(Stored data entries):
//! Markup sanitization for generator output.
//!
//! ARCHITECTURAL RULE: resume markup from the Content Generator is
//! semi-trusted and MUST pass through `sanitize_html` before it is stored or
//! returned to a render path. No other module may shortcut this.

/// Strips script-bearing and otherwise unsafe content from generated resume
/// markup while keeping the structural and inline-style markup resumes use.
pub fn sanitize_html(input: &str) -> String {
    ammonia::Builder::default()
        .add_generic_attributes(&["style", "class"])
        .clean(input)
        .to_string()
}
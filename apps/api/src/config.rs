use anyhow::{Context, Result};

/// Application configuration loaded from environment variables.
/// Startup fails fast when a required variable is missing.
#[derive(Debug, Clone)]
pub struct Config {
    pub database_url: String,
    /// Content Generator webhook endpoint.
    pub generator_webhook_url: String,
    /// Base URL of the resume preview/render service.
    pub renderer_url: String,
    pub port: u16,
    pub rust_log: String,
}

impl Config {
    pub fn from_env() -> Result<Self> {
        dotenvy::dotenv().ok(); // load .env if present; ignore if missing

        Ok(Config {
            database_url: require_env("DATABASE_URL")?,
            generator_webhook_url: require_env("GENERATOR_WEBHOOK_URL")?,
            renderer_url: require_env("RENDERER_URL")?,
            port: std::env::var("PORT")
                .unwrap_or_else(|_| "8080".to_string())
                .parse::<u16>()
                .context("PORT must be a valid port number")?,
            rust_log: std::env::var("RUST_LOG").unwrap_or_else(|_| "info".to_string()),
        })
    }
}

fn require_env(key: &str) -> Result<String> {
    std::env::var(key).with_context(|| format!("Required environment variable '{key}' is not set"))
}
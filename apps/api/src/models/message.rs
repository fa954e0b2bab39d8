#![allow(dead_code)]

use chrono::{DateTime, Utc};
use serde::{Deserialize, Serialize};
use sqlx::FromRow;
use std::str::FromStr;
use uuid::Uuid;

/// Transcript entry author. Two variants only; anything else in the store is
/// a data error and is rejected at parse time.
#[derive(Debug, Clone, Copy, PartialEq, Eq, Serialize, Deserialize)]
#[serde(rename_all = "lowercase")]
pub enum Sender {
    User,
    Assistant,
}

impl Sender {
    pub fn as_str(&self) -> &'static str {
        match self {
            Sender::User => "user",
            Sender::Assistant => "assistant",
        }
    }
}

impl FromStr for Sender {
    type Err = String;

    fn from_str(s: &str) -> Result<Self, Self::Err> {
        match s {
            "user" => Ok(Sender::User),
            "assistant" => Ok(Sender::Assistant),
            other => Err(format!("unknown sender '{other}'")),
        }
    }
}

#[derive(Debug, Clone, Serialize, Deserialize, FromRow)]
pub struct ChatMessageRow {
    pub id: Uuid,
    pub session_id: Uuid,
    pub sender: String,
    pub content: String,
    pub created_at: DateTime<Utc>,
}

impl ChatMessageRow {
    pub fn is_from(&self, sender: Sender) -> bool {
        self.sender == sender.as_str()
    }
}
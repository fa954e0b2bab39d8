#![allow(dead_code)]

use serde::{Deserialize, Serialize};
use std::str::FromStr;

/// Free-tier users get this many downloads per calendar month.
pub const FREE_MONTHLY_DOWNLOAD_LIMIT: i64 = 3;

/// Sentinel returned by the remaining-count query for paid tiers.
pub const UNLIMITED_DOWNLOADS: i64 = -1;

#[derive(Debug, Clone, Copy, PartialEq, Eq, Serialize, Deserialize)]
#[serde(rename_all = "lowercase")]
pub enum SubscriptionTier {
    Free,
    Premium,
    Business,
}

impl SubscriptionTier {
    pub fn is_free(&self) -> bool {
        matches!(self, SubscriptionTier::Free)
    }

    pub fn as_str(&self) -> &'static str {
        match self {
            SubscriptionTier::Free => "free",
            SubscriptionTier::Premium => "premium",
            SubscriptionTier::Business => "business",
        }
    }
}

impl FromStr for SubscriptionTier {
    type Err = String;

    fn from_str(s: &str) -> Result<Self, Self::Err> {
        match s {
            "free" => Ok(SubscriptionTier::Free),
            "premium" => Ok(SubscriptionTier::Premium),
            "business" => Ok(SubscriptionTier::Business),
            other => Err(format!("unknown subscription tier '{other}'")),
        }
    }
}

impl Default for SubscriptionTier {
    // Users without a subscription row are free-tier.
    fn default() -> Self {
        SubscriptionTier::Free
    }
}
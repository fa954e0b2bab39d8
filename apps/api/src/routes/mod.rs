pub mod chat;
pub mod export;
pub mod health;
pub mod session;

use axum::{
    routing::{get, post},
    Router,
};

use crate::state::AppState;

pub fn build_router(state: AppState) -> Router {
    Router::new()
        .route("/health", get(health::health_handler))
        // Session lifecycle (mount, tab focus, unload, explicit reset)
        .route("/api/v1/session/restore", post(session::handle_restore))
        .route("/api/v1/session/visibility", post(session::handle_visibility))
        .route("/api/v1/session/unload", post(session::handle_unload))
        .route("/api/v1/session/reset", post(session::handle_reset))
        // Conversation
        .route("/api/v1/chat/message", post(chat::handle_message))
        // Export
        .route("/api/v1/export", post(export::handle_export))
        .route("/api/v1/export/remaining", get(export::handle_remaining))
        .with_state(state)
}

(Exercise objective):
Above are the records; please copy exactly their first line and each line after it through the line containing "a valid port", and no line after that.

(Answer section):
//! Markup sanitization for generator output.
//!
//! ARCHITECTURAL RULE: resume markup from the Content Generator is
//! semi-trusted and MUST pass through `sanitize_html` before it is stored or
//! returned to a render path. No other module may shortcut this.

/// Strips script-bearing and otherwise unsafe content from generated resume
/// markup while keeping the structural and inline-style markup resumes use.
pub fn sanitize_html(input: &str) -> String {
    ammonia::Builder::default()
        .add_generic_attributes(&["style", "class"])
        .clean(input)
        .to_string()
}
filename apps/api/src/config.rs
use anyhow::{Context, Result};

/// Application configuration loaded from environment variables.
/// Startup fails fast when a required variable is missing.
#[derive(Debug, Clone)]
pub struct Config {
    pub database_url: String,
    /// Content Generator webhook endpoint.
    pub generator_webhook_url: String,
    /// Base URL of the resume preview/render service.
    pub renderer_url: String,
    pub port: u16,
    pub rust_log: String,
}

impl Config {
    pub fn from_env() -> Result<Self> {
        dotenvy::dotenv().ok(); // load .env if present; ignore if missing

        Ok(Config {
            database_url: require_env("DATABASE_URL")?,
            generator_webhook_url: require_env("GENERATOR_WEBHOOK_URL")?,
            renderer_url: require_env("RENDERER_URL")?,
            port: std::env::var("PORT")
                .unwrap_or_else(|_| "8080".to_string())
                .parse::<u16>()
                .context("PORT must be a valid port number")?,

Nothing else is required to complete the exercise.